We are improving the expertise and capacity of laboratories to help make accurate diagnoses; improving ways to prevent and control infections and better manage cases; providing testing kits; and helping ensure the reliable flow of supplies and equipment needed to fight the pandemic.

We are also working on programs to communicate with the public about risks and ways to lessen them, increase knowledge about the virus, and dispel myths and misconceptions. We have trained more than 1200 doctors and nurses to treat COVID patients. We have partnered with IEDCR to embed doctors in the national COVID-19 hotline service. This means more of your calls are answered, and you get the accurate, expert information about this disease you need.

This battle is joined. And we’re going to beat COVID-19. Because we’re Americans, Bangladeshis, brothers and sisters and fellow citizens of a vulnerable world that needs us to come together right now. And we will. And we will win out.

The American Chamber of Commerce in Bangladesh – its leadership and its members – must also play a critical role and shoulder responsibility as representatives of the U.S.  business community to lead the response to this virus, which is disrupting lives, livelihoods, communities, and businesses worldwide. This role includes:  filling gaps where there are shortages of food and necessities, meeting the need for critical medical equipment, and laying the groundwork for economic recovery.

Since we represent the United States of America, I know our response to this crisis will go beyond donations and fundraising – though both are deeply needed and important. The American business community will demonstrate its generosity, leadership, and ingenuity by finding new, innovative ways to tackle this pandemic.  You will harness data to minimize the impact on public health, you will turn garment factories into PPE manufacturers, you will create air bridges to limit disruptions to economies and supply chains, and you will develop vaccines and therapies to save lives.

It will take the contributions and leadership of every one of you and your businesses. I hope you will accept this call to action. My team at the Embassy and I stand ready to help you in this noble life-saving effort.

The Embassy has heard from many U.S. businesses in Bangladesh of all sizes and sectors about how they are giving back and making a difference in their communities. We want to hear from the rest of you – what contributions have you made to combat the coronavirus and what impact are you having? We’d love to acquire information about the collective contributions of U.S. companies in Bangladesh during this challenging time. And let us know what support you need.

Help us help you.

We at the Embassy want to better understand:  how is COVID impacting your business, your suppliers and buyers, your workforce, your access to capital, and your supply chains? If you have examples or stories to share, I hope you will get in touch with my team. We would be grateful to hear from you — please reach out to the email address on your screen: Anne Sherman, ShermanAN@state. gov.

Working together, American, Bangladeshis, all of us, we will get through this together.

To all of my fellow American citizens and Bangladeshi friends and partners, I know this is a challenging time.

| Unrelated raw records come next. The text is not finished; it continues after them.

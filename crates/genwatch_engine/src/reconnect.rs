use std::sync::Arc;

use engine_logging::engine_info;
use genwatch_core::{GenerationConfig, JobId, JobKind, JobStatus};
use tokio::sync::oneshot;

use crate::observer::ObserverSink;
use crate::{
    BackendError, GenerationBackend, ObserverId, ObserverRegistry, PollingDriver, Reconnection,
    StreamingDriver, TerminalSnapshot,
};

/// Re-attaches a fresh observer to a job that may still be running.
#[derive(Clone)]
pub struct ReconnectResolver {
    backend: Arc<dyn GenerationBackend>,
    registry: Arc<ObserverRegistry>,
    polling: PollingDriver,
    streaming: StreamingDriver,
}

impl ReconnectResolver {
    pub fn new(
        backend: Arc<dyn GenerationBackend>,
        registry: Arc<ObserverRegistry>,
        polling: PollingDriver,
        streaming: StreamingDriver,
    ) -> Self {
        Self {
            backend,
            registry,
            polling,
            streaming,
        }
    }

    /// Must run inside a tokio runtime; the attached driver is spawned on it.
    pub async fn reconnect(
        &self,
        job_id: &JobId,
        kind: JobKind,
        sink: Arc<dyn ObserverSink>,
    ) -> Result<Reconnection, BackendError> {
        match self.probe(job_id, kind).await? {
            RemoteState::Finished(snapshot) => Ok(Reconnection::Terminal(snapshot)),
            RemoteState::Running(status) => {
                let observer = self.attach(job_id, kind, sink);
                Ok(Reconnection::Attached { status, observer })
            }
        }
    }

    /// Fetches the current remote status without attaching anything.
    pub async fn probe(&self, job_id: &JobId, kind: JobKind) -> Result<RemoteState, BackendError> {
        let snapshot = match kind {
            JobKind::Document => {
                let document = self.backend.fetch_document(job_id).await?;
                TerminalSnapshot {
                    status: document.status,
                    logs: document.generation_log,
                    items: Vec::new(),
                }
            }
            JobKind::TestQuestions => {
                let test = self.backend.fetch_test(job_id).await?;
                TerminalSnapshot {
                    status: test.status,
                    logs: Vec::new(),
                    items: test.questions,
                }
            }
        };
        if snapshot.status.is_terminal() {
            engine_info!("job {}: already {}, nothing to attach", job_id, snapshot.status.label());
            return Ok(RemoteState::Finished(snapshot));
        }
        Ok(RemoteState::Running(snapshot.status))
    }

    /// Starts a brand-new driver (poll count and log cursor from zero) and
    /// registers it, replacing any previous observer of the job.
    pub fn attach(&self, job_id: &JobId, kind: JobKind, sink: Arc<dyn ObserverSink>) -> ObserverId {
        self.attach_announced(job_id, kind, sink, |_| {})
    }

    /// Same as `attach`, but runs `announce` once the observer is registered
    /// and before the driver emits anything. A stop issued in reaction to the
    /// announcement therefore finds the new observer.
    pub fn attach_announced(
        &self,
        job_id: &JobId,
        kind: JobKind,
        sink: Arc<dyn ObserverSink>,
        announce: impl FnOnce(ObserverId),
    ) -> ObserverId {
        let (open, gate) = oneshot::channel();
        let handle = match kind {
            JobKind::Document => self.polling.spawn(job_id.clone(), sink, Some(gate)),
            JobKind::TestQuestions => self.streaming.spawn(
                job_id.clone(),
                GenerationConfig::DEFAULT_QUESTION_COUNT,
                sink,
                Some(gate),
            ),
        };
        let observer = handle.id();
        self.registry.insert(handle);
        engine_info!("job {}: reattached as {}", job_id, observer);
        announce(observer);
        let _ = open.send(());
        observer
    }
}

#[derive(Debug, Clone, PartialEq)]
pub enum RemoteState {
    Running(JobStatus),
    Finished(TerminalSnapshot),
}
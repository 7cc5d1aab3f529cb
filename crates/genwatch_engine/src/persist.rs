use std::fs;
use std::io::{self, Write};
use std::path::{Path, PathBuf};

use tempfile::Builder;
use thiserror::Error;

/// Name of the file listing the jobs to resume, inside the state directory.
pub const SESSION_FILENAME: &str = ".genwatch_state.ron";

#[derive(Debug, Error)]
pub enum PersistError {
    #[error("state directory {path:?} unusable: {reason}")]
    StateDir { path: PathBuf, reason: String },
    #[error("session file {path:?}: {source}")]
    Session {
        path: PathBuf,
        #[source]
        source: io::Error,
    },
}

fn state_dir_error(dir: &Path, reason: impl ToString) -> PersistError {
    PersistError::StateDir {
        path: dir.to_path_buf(),
        reason: reason.to_string(),
    }
}

/// Creates the state directory if needed and checks that the session file
/// and the log can be written next to each other in it.
pub fn ensure_state_dir(dir: &Path) -> Result<(), PersistError> {
    match fs::metadata(dir) {
        Ok(meta) if !meta.is_dir() => return Err(state_dir_error(dir, "not a directory")),
        Ok(_) => {}
        Err(err) if err.kind() == io::ErrorKind::NotFound => {
            fs::create_dir_all(dir).map_err(|err| state_dir_error(dir, err))?;
        }
        Err(err) => return Err(state_dir_error(dir, err)),
    }
    Builder::new()
        .prefix(".genwatch-check")
        .tempfile_in(dir)
        .map_err(|err| state_dir_error(dir, err))?;
    Ok(())
}

/// The session file of one state directory.
///
/// Replacing goes through a sibling temp file and a rename, so a crash
/// mid-write leaves the previous session intact.
#[derive(Debug, Clone)]
pub struct SessionFile {
    dir: PathBuf,
    path: PathBuf,
}

impl SessionFile {
    pub fn new(state_dir: &Path) -> Self {
        Self {
            dir: state_dir.to_path_buf(),
            path: state_dir.join(SESSION_FILENAME),
        }
    }

    pub fn path(&self) -> &Path {
        &self.path
    }

    /// `None` when no session was saved yet.
    pub fn read(&self) -> Result<Option<String>, PersistError> {
        match fs::read_to_string(&self.path) {
            Ok(content) => Ok(Some(content)),
            Err(err) if err.kind() == io::ErrorKind::NotFound => Ok(None),
            Err(source) => Err(self.session_error(source)),
        }
    }

    pub fn replace(&self, content: &str) -> Result<(), PersistError> {
        ensure_state_dir(&self.dir)?;
        let mut tmp = Builder::new()
            .prefix(SESSION_FILENAME)
            .suffix(".tmp")
            .tempfile_in(&self.dir)
            .map_err(|source| self.session_error(source))?;
        tmp.write_all(content.as_bytes())
            .and_then(|()| tmp.as_file_mut().sync_all())
            .map_err(|source| self.session_error(source))?;
        tmp.persist(&self.path)
            .map_err(|err| self.session_error(err.error))?;
        Ok(())
    }

    /// Forgets the saved session; nothing saved is fine.
    pub fn clear(&self) -> Result<(), PersistError> {
        match fs::remove_file(&self.path) {
            Ok(()) => Ok(()),
            Err(err) if err.kind() == io::ErrorKind::NotFound => Ok(()),
            Err(source) => Err(self.session_error(source)),
        }
    }

    fn session_error(&self, source: io::Error) -> PersistError {
        PersistError::Session {
            path: self.path.clone(),
            source,
        }
    }
}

We have all been affected in some way. Take care of yourself and your neighbors. Think about how we can best display leadership and support our community in this time of need. Be strong, be safe, be kind. Thank you for representing the best of the United States here in Bangladesh. The U.S. Embassy stands ready to assist you and your family during these uncertain times.

We have a wonderfully supportive American community in Bangladesh that has been through a lot the past few years. We are being tested again. Let’s take care of each other again. When we get through this, we will look back, as we have before, and say when things seemed to be at their worst, we are at our best.